**Problem statement:**
Copy out every line of the data where the word "compared" is found.

**Dataset:**
-.-.-
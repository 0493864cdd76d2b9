use std::path::Path;

use fee_domain::{PaymentMethod, Student};
use rust_decimal::Decimal;

use crate::cli::commands::usage_error;
use crate::cli::context::{CommandError, CommandResult, ShellContext};
use crate::cli::format::{format_amount, Alignment, Table};
use crate::cli::output;
use crate::cli::registry::CommandEntry;

const STUDENTS_USAGE: &str = "students <school>";
const IMPORT_USAGE: &str = "import <dataset.json>";
const PAY_USAGE: &str = "pay <school> <student> <year> <term> <amount> [method]";

pub(crate) fn definitions() -> Vec<CommandEntry> {
    vec![
        CommandEntry::new("schools", "List schools in the data root", "schools", cmd_schools),
        CommandEntry::new(
            "students",
            "List the students of a school",
            STUDENTS_USAGE,
            cmd_students,
        ),
        CommandEntry::new(
            "import",
            "Import a school dataset file",
            IMPORT_USAGE,
            cmd_import,
        ),
        CommandEntry::new("pay", "Record a payment for a term", PAY_USAGE, cmd_pay),
    ]
}

fn cmd_schools(context: &mut ShellContext, _args: &[&str]) -> CommandResult {
    let schools = context.ledger.schools()?;
    if schools.is_empty() {
        output::info("No schools yet.");
        output::hint("Use `import <dataset.json>` to add one.");
        return Ok(());
    }

    let mut table = Table::new(&[
        ("Code", Alignment::Left),
        ("Name", Alignment::Left),
        ("Students", Alignment::Right),
    ]);
    for school in &schools {
        let students = context.ledger.students(school)?.len();
        table.push(vec![
            school.code.clone(),
            school.name.clone(),
            students.to_string(),
        ]);
    }
    output::section("Schools");
    output::info(table.render());
    Ok(())
}

fn cmd_students(context: &mut ShellContext, args: &[&str]) -> CommandResult {
    let reference = args.first().ok_or_else(|| usage_error(STUDENTS_USAGE))?;
    let school = context.ledger.find_school(reference)?;
    let students = context.ledger.students(&school)?;

    output::section(format!("Students of {} ({})", school.name, school.code));
    if students.is_empty() {
        output::info("No students recorded.");
        return Ok(());
    }
    let mut table = Table::new(&[
        ("Admission", Alignment::Left),
        ("Name", Alignment::Left),
        ("Grade", Alignment::Left),
        ("Joined", Alignment::Left),
    ]);
    for student in &students {
        table.push(vec![
            student.admission_number.clone(),
            student.name.clone(),
            grade_label(student),
            join_label(student),
        ]);
    }
    output::info(table.render());
    Ok(())
}

fn cmd_import(context: &mut ShellContext, args: &[&str]) -> CommandResult {
    let path = args.first().ok_or_else(|| usage_error(IMPORT_USAGE))?;
    let dataset = context.ledger.import_dataset(Path::new(path))?;
    output::success(format!(
        "Imported {} ({}) with {} student(s) and {} payment(s).",
        dataset.school.name,
        dataset.school.code,
        dataset.students.len(),
        dataset.payments.len()
    ));
    Ok(())
}

fn cmd_pay(context: &mut ShellContext, args: &[&str]) -> CommandResult {
    if args.len() < 5 {
        return Err(usage_error(PAY_USAGE));
    }
    let (school, student) = context.school_and_student(args, PAY_USAGE)?;
    let amount = parse_amount(args[4])?;
    let method = match args.get(5) {
        Some(value) => PaymentMethod::parse(value).ok_or_else(|| {
            CommandError::InvalidArguments(format!("unknown payment method `{}`", value))
        })?,
        None => PaymentMethod::default(),
    };

    let payment = context
        .ledger
        .record_payment(&school, &student, Some(args[2]), args[3], amount, method)?;
    output::success(format!(
        "Recorded {} of {} for {} ({}).",
        payment.receipt_number,
        format_amount(payment.amount, context.currency()),
        student.name,
        student.admission_number
    ));
    Ok(())
}

fn parse_amount(value: &str) -> Result<Decimal, CommandError> {
    value
        .replace(',', "")
        .parse::<Decimal>()
        .map_err(|_| CommandError::InvalidArguments(format!("invalid amount `{}`", value)))
}

fn grade_label(student: &Student) -> String {
    match &student.grade {
        Some(grade) => match &grade.class_name {
            Some(class) => format!("{} / {}", grade.grade_name, class),
            None => grade.grade_name.clone(),
        },
        None => "-".into(),
    }
}

fn join_label(student: &Student) -> String {
    match (student.join_point(), student.admission_date) {
        (Some((year, term)), _) => format!("{} {}", term, year),
        (None, Some(date)) => date.format("%Y-%m-%d").to_string(),
        (None, None) => match student.join_academic_year {
            Some(year) => year.to_string(),
            None => "-".into(),
        },
    }
}
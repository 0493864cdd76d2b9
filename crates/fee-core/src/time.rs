use chrono::{DateTime, NaiveDate, Utc};

/// Clock abstracts access to the current timestamp so services remain deterministic in tests.
pub trait Clock: Send + Sync {
    /// Returns the current UTC timestamp.
    fn now(&self) -> DateTime<Utc>;

    /// Returns the current UTC date. Defaults to `now().date_naive()`.
    fn today(&self) -> NaiveDate {
        self.now().date_naive()
    }
}

#[derive(Debug, Clone, Copy, Default)]
pub struct SystemClock;

impl Clock for SystemClock {
    fn now(&self) -> DateTime<Utc> {
        Utc::now()
    }
}

/// A clock frozen at one instant.
#[derive(Debug, Clone, Copy)]
pub struct FixedClock(pub DateTime<Utc>);

impl Clock for FixedClock {
    fn now(&self) -> DateTime<Utc> {
        self.0
    }
}
#![doc(test(attr(deny(warnings))))]

//! Fee Ledger computes per-student school fee statements: term charges,
//! payments, running balances, carry-forward between terms and years, and
//! arrears. The facade wires configuration, JSON storage, and the engine
//! services from `fee-core`.

pub mod cli;
pub mod engine;
pub mod errors;
pub mod utils;

pub use engine::FeeLedger;
pub use errors::{CliError, FeeLedgerError};

use std::sync::Once;

static INIT_TRACING: Once = Once::new();

/// Initializes global tracing with the default filter.
pub fn init() {
    init_with_filter(None);
}

/// Initializes global tracing once, honouring a configured filter directive.
pub fn init_with_filter(filter: Option<&str>) {
    INIT_TRACING.call_once(|| {
        utils::init_tracing(filter);
        tracing::debug!("fee ledger tracing initialized");
    });
}
use chrono::{DateTime, Utc};
use fee_domain::{
    AcademicYear, EntryKind, FeeStructure, LedgerTransaction, Payment, PaymentScope, Period,
    SchoolCalendar, Student,
};
use rust_decimal::Decimal;
use tracing::{debug, warn};

pub struct TransactionService;

impl TransactionService {
    /// Payments that feed the ledger: positive, inside `scope`, and not before the
    /// student's join point. Returned in recorded order.
    pub fn eligible_payments(
        payments: &[Payment],
        student: &Student,
        calendar: &SchoolCalendar,
        academic_year: &AcademicYear,
        scope: PaymentScope,
    ) -> Vec<Payment> {
        payments
            .iter()
            .filter(|payment| {
                if payment.amount <= Decimal::ZERO {
                    warn!(
                        "ignoring payment {} with non-positive amount {}",
                        payment.receipt_number, payment.amount
                    );
                    return false;
                }
                scope == PaymentScope::AllYears || payment.academic_year_id == academic_year.id
            })
            .filter(|payment| {
                let period = Self::payment_period(calendar, payment);
                let excluded = Self::is_before_join(student, period.as_ref(), payment.payment_date);
                if excluded {
                    debug!(
                        "payment {} predates the join point of student {}",
                        payment.receipt_number, student.id
                    );
                }
                !excluded
            })
            .cloned()
            .collect()
    }

    /// True when a payment falls before the student joined.
    ///
    /// A recorded join year and term is compared against the payment's period.
    /// Without one, the admission date is compared against the payment date,
    /// then a bare join year against the period's year. With none of these
    /// nothing is excluded.
    pub fn is_before_join(student: &Student, period: Option<&Period>, date: DateTime<Utc>) -> bool {
        if let (Some((year, term)), Some(period)) = (student.join_point(), period) {
            return period.precedes(year, term);
        }
        if let Some(admitted) = student.admission_date {
            return date.date_naive() < admitted;
        }
        match (student.join_academic_year, period) {
            (Some(year), Some(period)) => period.year < year,
            _ => false,
        }
    }

    /// Builds the ledger for one academic year.
    ///
    /// Each fee structure becomes a debit dated at its invoice time and each
    /// eligible payment a credit dated at its payment time. Entries are sorted
    /// by date with debits ahead of credits at the same instant; remaining ties
    /// keep construction order.
    pub fn assemble(
        structures: &[FeeStructure],
        payments: &[Payment],
        calendar: &SchoolCalendar,
    ) -> Vec<LedgerTransaction> {
        let debits = structures.iter().map(|structure| LedgerTransaction {
            source_id: structure.record_id(),
            kind: EntryKind::Debit,
            amount: structure.total_amount(),
            date: structure.invoiced_at(),
            period: Some(structure.period().clone()),
            description: if structure.is_authoritative() {
                format!("Fees for {}", structure.period())
            } else {
                format!("Default fees for {}", structure.period())
            },
            reference: None,
            running_balance: Decimal::ZERO,
        });

        let credits = payments.iter().map(|payment| {
            let period = Self::payment_period(calendar, payment);
            if period.is_none() {
                warn!(
                    "payment {} references a term missing from the calendar",
                    payment.receipt_number
                );
            }
            LedgerTransaction {
                source_id: Some(payment.id),
                kind: EntryKind::Credit,
                amount: payment.amount,
                date: payment.payment_date,
                period,
                description: format!("Payment {} ({})", payment.receipt_number, payment.method),
                reference: payment.reference_number.clone(),
                running_balance: Decimal::ZERO,
            }
        });

        let mut transactions: Vec<LedgerTransaction> = debits.chain(credits).collect();
        transactions.sort_by(|a, b| a.date.cmp(&b.date).then(a.kind.cmp(&b.kind)));

        let mut running = Decimal::ZERO;
        for transaction in transactions.iter_mut() {
            running += transaction.signed_amount();
            transaction.running_balance = running;
        }
        transactions
    }

    /// Final running balance of the ledger, zero when it is empty.
    pub fn academic_year_outstanding(transactions: &[LedgerTransaction]) -> Decimal {
        transactions
            .last()
            .map(|transaction| transaction.running_balance)
            .unwrap_or(Decimal::ZERO)
    }

    fn payment_period(calendar: &SchoolCalendar, payment: &Payment) -> Option<Period> {
        calendar.resolve(Some(payment.academic_year_id), Some(payment.term_id))
    }
}
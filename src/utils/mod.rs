pub mod build_info;

use tracing_subscriber::{fmt, EnvFilter};

/// Directive applied when neither `RUST_LOG` nor the config names a filter.
pub const DEFAULT_LOG_FILTER: &str = "warn,fee_ledger=info";

/// Installs the global fmt subscriber, writing to stderr.
///
/// `RUST_LOG` wins over `configured`; an unparsable directive falls back to the default.
pub fn init_tracing(configured: Option<&str>) {
    let filter = EnvFilter::try_from_default_env()
        .or_else(|_| EnvFilter::try_new(configured.unwrap_or(DEFAULT_LOG_FILTER)))
        .unwrap_or_else(|_| EnvFilter::new(DEFAULT_LOG_FILTER));

    // A subscriber installed by an embedding application stays in charge.
    let _ = fmt()
        .with_env_filter(filter)
        .with_writer(std::io::stderr)
        .try_init();
}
-.-.-
**Exercise response:**
    /// A recorded join year and term is compared against the payment's period.
    /// Without one, the admission date is compared against the payment date,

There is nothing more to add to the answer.